<<<<

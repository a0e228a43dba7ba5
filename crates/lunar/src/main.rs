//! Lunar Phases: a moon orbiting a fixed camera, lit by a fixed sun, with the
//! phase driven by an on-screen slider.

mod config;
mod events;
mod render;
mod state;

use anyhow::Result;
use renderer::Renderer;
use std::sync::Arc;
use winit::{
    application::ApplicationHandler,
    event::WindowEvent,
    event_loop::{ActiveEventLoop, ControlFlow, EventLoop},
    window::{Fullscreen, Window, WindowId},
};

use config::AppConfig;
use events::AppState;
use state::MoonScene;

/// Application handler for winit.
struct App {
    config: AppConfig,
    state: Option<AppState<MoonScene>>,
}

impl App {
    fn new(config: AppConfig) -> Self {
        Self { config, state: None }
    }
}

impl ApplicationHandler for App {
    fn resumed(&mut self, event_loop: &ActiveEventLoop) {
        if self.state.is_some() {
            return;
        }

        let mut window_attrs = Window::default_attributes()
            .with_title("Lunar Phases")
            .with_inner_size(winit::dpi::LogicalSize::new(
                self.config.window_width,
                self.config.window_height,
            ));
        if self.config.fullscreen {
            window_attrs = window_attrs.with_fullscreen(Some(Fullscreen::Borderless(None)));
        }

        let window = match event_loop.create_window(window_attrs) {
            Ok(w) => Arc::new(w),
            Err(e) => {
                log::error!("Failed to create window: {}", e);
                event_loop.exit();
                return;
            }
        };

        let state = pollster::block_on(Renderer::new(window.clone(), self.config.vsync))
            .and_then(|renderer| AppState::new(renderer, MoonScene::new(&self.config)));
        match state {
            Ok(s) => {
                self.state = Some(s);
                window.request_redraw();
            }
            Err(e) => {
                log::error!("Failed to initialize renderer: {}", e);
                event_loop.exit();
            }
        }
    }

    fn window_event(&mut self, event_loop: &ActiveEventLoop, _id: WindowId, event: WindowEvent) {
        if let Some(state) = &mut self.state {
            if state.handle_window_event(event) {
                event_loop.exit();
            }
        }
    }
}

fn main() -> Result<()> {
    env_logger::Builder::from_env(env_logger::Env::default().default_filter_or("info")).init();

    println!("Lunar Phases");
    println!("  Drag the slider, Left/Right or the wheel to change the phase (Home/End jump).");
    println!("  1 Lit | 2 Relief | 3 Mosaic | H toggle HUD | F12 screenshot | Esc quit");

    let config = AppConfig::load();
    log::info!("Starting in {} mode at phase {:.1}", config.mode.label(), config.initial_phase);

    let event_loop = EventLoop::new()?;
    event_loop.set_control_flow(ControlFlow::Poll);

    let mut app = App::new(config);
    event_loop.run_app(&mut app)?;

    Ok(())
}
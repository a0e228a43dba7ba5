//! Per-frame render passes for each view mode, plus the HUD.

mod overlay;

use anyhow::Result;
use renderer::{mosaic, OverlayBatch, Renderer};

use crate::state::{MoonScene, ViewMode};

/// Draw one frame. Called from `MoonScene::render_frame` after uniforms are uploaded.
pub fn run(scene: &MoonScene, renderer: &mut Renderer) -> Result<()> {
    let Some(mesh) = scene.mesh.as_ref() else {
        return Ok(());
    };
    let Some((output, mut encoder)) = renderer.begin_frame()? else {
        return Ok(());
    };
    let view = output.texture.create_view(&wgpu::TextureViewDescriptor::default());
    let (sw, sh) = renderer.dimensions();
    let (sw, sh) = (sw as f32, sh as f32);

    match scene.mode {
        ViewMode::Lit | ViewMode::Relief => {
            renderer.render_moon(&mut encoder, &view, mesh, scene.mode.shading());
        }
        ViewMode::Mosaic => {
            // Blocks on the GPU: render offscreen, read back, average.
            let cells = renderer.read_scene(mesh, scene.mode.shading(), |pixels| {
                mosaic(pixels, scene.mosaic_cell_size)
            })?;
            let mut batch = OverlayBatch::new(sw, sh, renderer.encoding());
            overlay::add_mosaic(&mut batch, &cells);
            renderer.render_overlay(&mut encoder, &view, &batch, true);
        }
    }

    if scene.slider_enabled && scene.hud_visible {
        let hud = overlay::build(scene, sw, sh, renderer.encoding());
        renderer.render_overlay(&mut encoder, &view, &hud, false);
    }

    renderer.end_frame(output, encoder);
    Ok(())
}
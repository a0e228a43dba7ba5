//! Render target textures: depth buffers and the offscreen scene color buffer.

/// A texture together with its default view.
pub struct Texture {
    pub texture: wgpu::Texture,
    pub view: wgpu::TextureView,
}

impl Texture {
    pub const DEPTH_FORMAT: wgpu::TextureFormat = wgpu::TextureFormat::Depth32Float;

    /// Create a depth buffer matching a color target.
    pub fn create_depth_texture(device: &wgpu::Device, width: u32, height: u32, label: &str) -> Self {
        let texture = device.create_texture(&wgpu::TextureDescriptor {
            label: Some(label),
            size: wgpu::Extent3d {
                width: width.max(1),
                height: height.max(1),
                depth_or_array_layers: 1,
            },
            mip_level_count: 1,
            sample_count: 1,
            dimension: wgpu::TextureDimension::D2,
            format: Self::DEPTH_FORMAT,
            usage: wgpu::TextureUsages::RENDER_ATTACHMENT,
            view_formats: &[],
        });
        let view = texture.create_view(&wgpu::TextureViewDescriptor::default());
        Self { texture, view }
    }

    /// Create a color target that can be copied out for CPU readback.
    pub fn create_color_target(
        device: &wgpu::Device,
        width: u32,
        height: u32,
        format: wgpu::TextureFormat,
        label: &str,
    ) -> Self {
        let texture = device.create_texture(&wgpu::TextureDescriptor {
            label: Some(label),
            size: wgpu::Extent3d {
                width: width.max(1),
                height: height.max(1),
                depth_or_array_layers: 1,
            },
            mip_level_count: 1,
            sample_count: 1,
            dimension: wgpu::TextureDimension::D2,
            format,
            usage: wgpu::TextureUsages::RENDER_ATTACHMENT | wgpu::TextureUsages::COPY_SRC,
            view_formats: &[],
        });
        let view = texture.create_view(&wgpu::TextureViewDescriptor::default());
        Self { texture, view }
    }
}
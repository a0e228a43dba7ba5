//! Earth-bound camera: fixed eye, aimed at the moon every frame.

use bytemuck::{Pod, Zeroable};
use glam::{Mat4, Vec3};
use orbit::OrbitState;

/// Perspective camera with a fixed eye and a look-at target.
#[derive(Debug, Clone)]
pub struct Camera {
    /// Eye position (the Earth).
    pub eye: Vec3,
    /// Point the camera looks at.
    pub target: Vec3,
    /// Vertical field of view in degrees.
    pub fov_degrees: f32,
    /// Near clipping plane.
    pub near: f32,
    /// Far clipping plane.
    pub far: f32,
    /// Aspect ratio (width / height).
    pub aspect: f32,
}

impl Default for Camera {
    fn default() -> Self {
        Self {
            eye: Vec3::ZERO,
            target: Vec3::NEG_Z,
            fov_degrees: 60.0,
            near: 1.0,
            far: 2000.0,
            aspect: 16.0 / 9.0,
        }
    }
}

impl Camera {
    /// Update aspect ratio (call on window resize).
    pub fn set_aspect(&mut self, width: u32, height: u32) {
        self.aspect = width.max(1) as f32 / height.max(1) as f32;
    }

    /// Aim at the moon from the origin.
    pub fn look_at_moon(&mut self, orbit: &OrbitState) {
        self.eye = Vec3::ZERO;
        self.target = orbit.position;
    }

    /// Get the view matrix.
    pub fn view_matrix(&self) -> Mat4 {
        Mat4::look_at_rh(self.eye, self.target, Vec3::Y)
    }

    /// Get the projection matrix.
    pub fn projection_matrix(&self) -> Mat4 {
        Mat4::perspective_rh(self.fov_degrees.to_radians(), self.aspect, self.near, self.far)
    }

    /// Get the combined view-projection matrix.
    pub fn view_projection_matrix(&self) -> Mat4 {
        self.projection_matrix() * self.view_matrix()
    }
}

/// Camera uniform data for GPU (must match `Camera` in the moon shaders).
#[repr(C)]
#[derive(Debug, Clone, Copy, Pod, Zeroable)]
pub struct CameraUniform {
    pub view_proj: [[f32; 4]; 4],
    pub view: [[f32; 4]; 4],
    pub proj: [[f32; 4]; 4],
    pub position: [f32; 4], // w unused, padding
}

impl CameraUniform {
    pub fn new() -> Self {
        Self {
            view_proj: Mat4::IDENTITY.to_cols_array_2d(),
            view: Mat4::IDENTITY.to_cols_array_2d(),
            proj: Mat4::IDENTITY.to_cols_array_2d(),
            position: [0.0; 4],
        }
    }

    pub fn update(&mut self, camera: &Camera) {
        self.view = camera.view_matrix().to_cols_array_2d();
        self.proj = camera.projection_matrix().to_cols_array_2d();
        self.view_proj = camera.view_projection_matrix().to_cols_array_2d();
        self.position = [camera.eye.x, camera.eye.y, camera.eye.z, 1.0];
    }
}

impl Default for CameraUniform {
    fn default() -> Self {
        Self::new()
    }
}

>>>>

• Work instruction: Look above for the line with "filename crates/lunar/src/main.rs" and the line with "impl ApplicationHandler for", and reproduce exactly those two lines plus every line between, nothing more.

• Result of this exercise:
filename crates/lunar/src/main.rs
//! Lunar Phases: a moon orbiting a fixed camera, lit by a fixed sun, with the
//! phase driven by an on-screen slider.

mod config;
mod events;
mod render;
mod state;

use anyhow::Result;
use renderer::Renderer;
use std::sync::Arc;
use winit::{
    application::ApplicationHandler,
    event::WindowEvent,
    event_loop::{ActiveEventLoop, ControlFlow, EventLoop},
    window::{Fullscreen, Window, WindowId},
};

use config::AppConfig;
use events::AppState;
use state::MoonScene;

/// Application handler for winit.
struct App {
    config: AppConfig,
    state: Option<AppState<MoonScene>>,
}

impl App {
    fn new(config: AppConfig) -> Self {
        Self { config, state: None }
    }
}

impl ApplicationHandler for App {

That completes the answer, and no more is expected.